═══ Exercise input ═══
//! Latest-modification time over a hydrated tree, for the `Last-Modified` header.

use chrono::{DateTime, Utc};
use serde_json::Value;

/// Maximum of `field` over every object in `value`, at any depth.
///
/// Accepts a single node, a list of nodes, or a `[list, count]` pair: arrays are walked element
/// by element and non-object scalars (such as the count) are ignored. Objects contribute their
/// own `field` and recurse into every array-valued member (child collections). Values that are
/// not RFC 3339 timestamps are skipped. Returns `None` when nothing was found.
pub fn max_timestamp(value: &Value, field: &str) -> Option<DateTime<Utc>> {
    match value {
        Value::Array(items) => items.iter().filter_map(|v| max_timestamp(v, field)).max(),
        Value::Object(map) => {
            let own = map.get(field).and_then(parse_timestamp);
            let nested = map
                .iter()
                .filter(|(k, _)| k.as_str() != field)
                .filter_map(|(_, v)| match v {
                    Value::Array(_) => max_timestamp(v, field),
                    _ => None,
                })
                .max();
            own.max(nested)
        }
        _ => None,
    }
}

/// [`max_timestamp`] over several top-level values.
pub fn max_timestamp_of<'a>(values: impl IntoIterator<Item = &'a Value>, field: &str) -> Option<DateTime<Utc>> {
    values.into_iter().filter_map(|v| max_timestamp(v, field)).max()
}

fn parse_timestamp(v: &Value) -> Option<DateTime<Utc>> {
    v.as_str()
        .and_then(|s| DateTime::parse_from_rfc3339(s).ok())
        .map(|d| d.with_timezone(&Utc))
}

/// IMF-fixdate as used by HTTP date headers: `Wed, 21 Oct 2015 07:28:00 GMT`.
pub fn http_date(at: DateTime<Utc>) -> String {
    at.format("%a, %d %b %Y %H:%M:%S GMT").to_string()
}

#[cfg(test)]
mod tests {
    use super::*;
    use chrono::TimeZone;
    use serde_json::json;

    const T: &str = "2024-03-01T10:00:00Z";
    const T1: &str = "2024-03-01T10:00:01Z";

    fn at(s: &str) -> DateTime<Utc> {
        DateTime::parse_from_rfc3339(s).unwrap().with_timezone(&Utc)
    }

    #[test]
    fn empty_page_has_no_value() {
        assert_eq!(max_timestamp(&json!([[], 0]), "updated_at"), None);
        assert_eq!(max_timestamp(&json!([]), "updated_at"), None);
    }

    #[test]
    fn child_newer_than_parent_wins() {
        let node = json!({"id": 1, "updated_at": T, "entitlements": [{"id": 2, "updated_at": T1}]});
        assert_eq!(max_timestamp(&node, "updated_at"), Some(at(T1)));
    }

    #[test]
    fn walks_paged_lists_and_deep_levels() {
        let page = json!([[
            {"updated_at": "2023-01-01T00:00:00Z", "entitlements": [
                {"updated_at": "2023-01-02T00:00:00Z", "resources": [{"updated_at": "2023-06-30T12:00:00+02:00"}]}
            ]},
            {"updated_at": "2023-05-01T00:00:00Z", "entitlements": []}
        ], 2]);
        assert_eq!(max_timestamp(&page, "updated_at"), Some(at("2023-06-30T10:00:00Z")));
    }

    #[test]
    fn missing_field_yields_none_and_is_idempotent() {
        let node = json!({"id": 1, "name": "no stamps", "region_ids": [1, 2]});
        assert_eq!(max_timestamp(&node, "updated_at"), None);
        let with = json!({"updated_at": T});
        assert_eq!(max_timestamp(&with, "updated_at"), max_timestamp(&with, "updated_at"));
    }

    #[test]
    fn over_several_values() {
        let items = [json!({"updated_at": T1}), json!({"updated_at": T})];
        assert_eq!(max_timestamp_of(&items, "updated_at"), Some(at(T1)));
        assert_eq!(max_timestamp_of(std::iter::empty(), "updated_at"), None);
    }

    #[test]
    fn formats_http_date() {
        let d = Utc.with_ymd_and_hms(2015, 10, 21, 7, 28, 0).unwrap();
        assert_eq!(http_date(d), "Wed, 21 Oct 2015 07:28:00 GMT");
    }
}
═══
Assigned task> Above are the entries; return each one exactly.

Solved problem>
//! Latest-modification time over a hydrated tree, for the `Last-Modified` header.

use chrono::{DateTime, Utc};
use serde_json::Value;

/// Maximum of `field` over every object in `value`, at any depth.
///
/// Accepts a single node, a list of nodes, or a `[list, count]` pair: arrays are walked element
/// by element and non-object scalars (such as the count) are ignored. Objects contribute their
/// own `field` and recurse into every array-valued member (child collections). Values that are
/// not RFC 3339 timestamps are skipped. Returns `None` when nothing was found.
pub fn max_timestamp(value: &Value, field: &str) -> Option<DateTime<Utc>> {
    match value {
        Value::Array(items) => items.iter().filter_map(|v| max_timestamp(v, field)).max(),
        Value::Object(map) => {
            let own = map.get(field).and_then(parse_timestamp);
            let nested = map
                .iter()
                .filter(|(k, _)| k.as_str() != field)
                .filter_map(|(_, v)| match v {
                    Value::Array(_) => max_timestamp(v, field),
                    _ => None,
                })
                .max();
            own.max(nested)
        }
        _ => None,
    }
}

/// [`max_timestamp`] over several top-level values.
pub fn max_timestamp_of<'a>(values: impl IntoIterator<Item = &'a Value>, field: &str) -> Option<DateTime<Utc>> {
    values.into_iter().filter_map(|v| max_timestamp(v, field)).max()
}

fn parse_timestamp(v: &Value) -> Option<DateTime<Utc>> {
    v.as_str()
        .and_then(|s| DateTime::parse_from_rfc3339(s).ok())
        .map(|d| d.with_timezone(&Utc))
}

/// IMF-fixdate as used by HTTP date headers: `Wed, 21 Oct 2015 07:28:00 GMT`.
pub fn http_date(at: DateTime<Utc>) -> String {
    at.format("%a, %d %b %Y %H:%M:%S GMT").to_string()
}

#[cfg(test)]
mod tests {
    use super::*;
    use chrono::TimeZone;
    use serde_json::json;

    const T: &str = "2024-03-01T10:00:00Z";
    const T1: &str = "2024-03-01T10:00:01Z";

    fn at(s: &str) -> DateTime<Utc> {
        DateTime::parse_from_rfc3339(s).unwrap().with_timezone(&Utc)
    }

    #[test]
    fn empty_page_has_no_value() {
        assert_eq!(max_timestamp(&json!([[], 0]), "updated_at"), None);
        assert_eq!(max_timestamp(&json!([]), "updated_at"), None);
    }

    #[test]
    fn child_newer_than_parent_wins() {
        let node = json!({"id": 1, "updated_at": T, "entitlements": [{"id": 2, "updated_at": T1}]});
        assert_eq!(max_timestamp(&node, "updated_at"), Some(at(T1)));
    }

    #[test]
    fn walks_paged_lists_and_deep_levels() {
        let page = json!([[
            {"updated_at": "2023-01-01T00:00:00Z", "entitlements": [
                {"updated_at": "2023-01-02T00:00:00Z", "resources": [{"updated_at": "2023-06-30T12:00:00+02:00"}]}
            ]},
            {"updated_at": "2023-05-01T00:00:00Z", "entitlements": []}
        ], 2]);
        assert_eq!(max_timestamp(&page, "updated_at"), Some(at("2023-06-30T10:00:00Z")));
    }

    #[test]
    fn missing_field_yields_none_and_is_idempotent() {
        let node = json!({"id": 1, "name": "no stamps", "region_ids": [1, 2]});
        assert_eq!(max_timestamp(&node, "updated_at"), None);
        let with = json!({"updated_at": T});
        assert_eq!(max_timestamp(&with, "updated_at"), max_timestamp(&with, "updated_at"));
    }

    #[test]
    fn over_several_values() {
        let items = [json!({"updated_at": T1}), json!({"updated_at": T})];
        assert_eq!(max_timestamp_of(&items, "updated_at"), Some(at(T1)));
        assert_eq!(max_timestamp_of(std::iter::empty(), "updated_at"), None);
    }

    #[test]
    fn formats_http_date() {
        let d = Utc.with_ymd_and_hms(2015, 10, 21, 7, 28, 0).unwrap();
        assert_eq!(http_date(d), "Wed, 21 Oct 2015 07:28:00 GMT");
    }
}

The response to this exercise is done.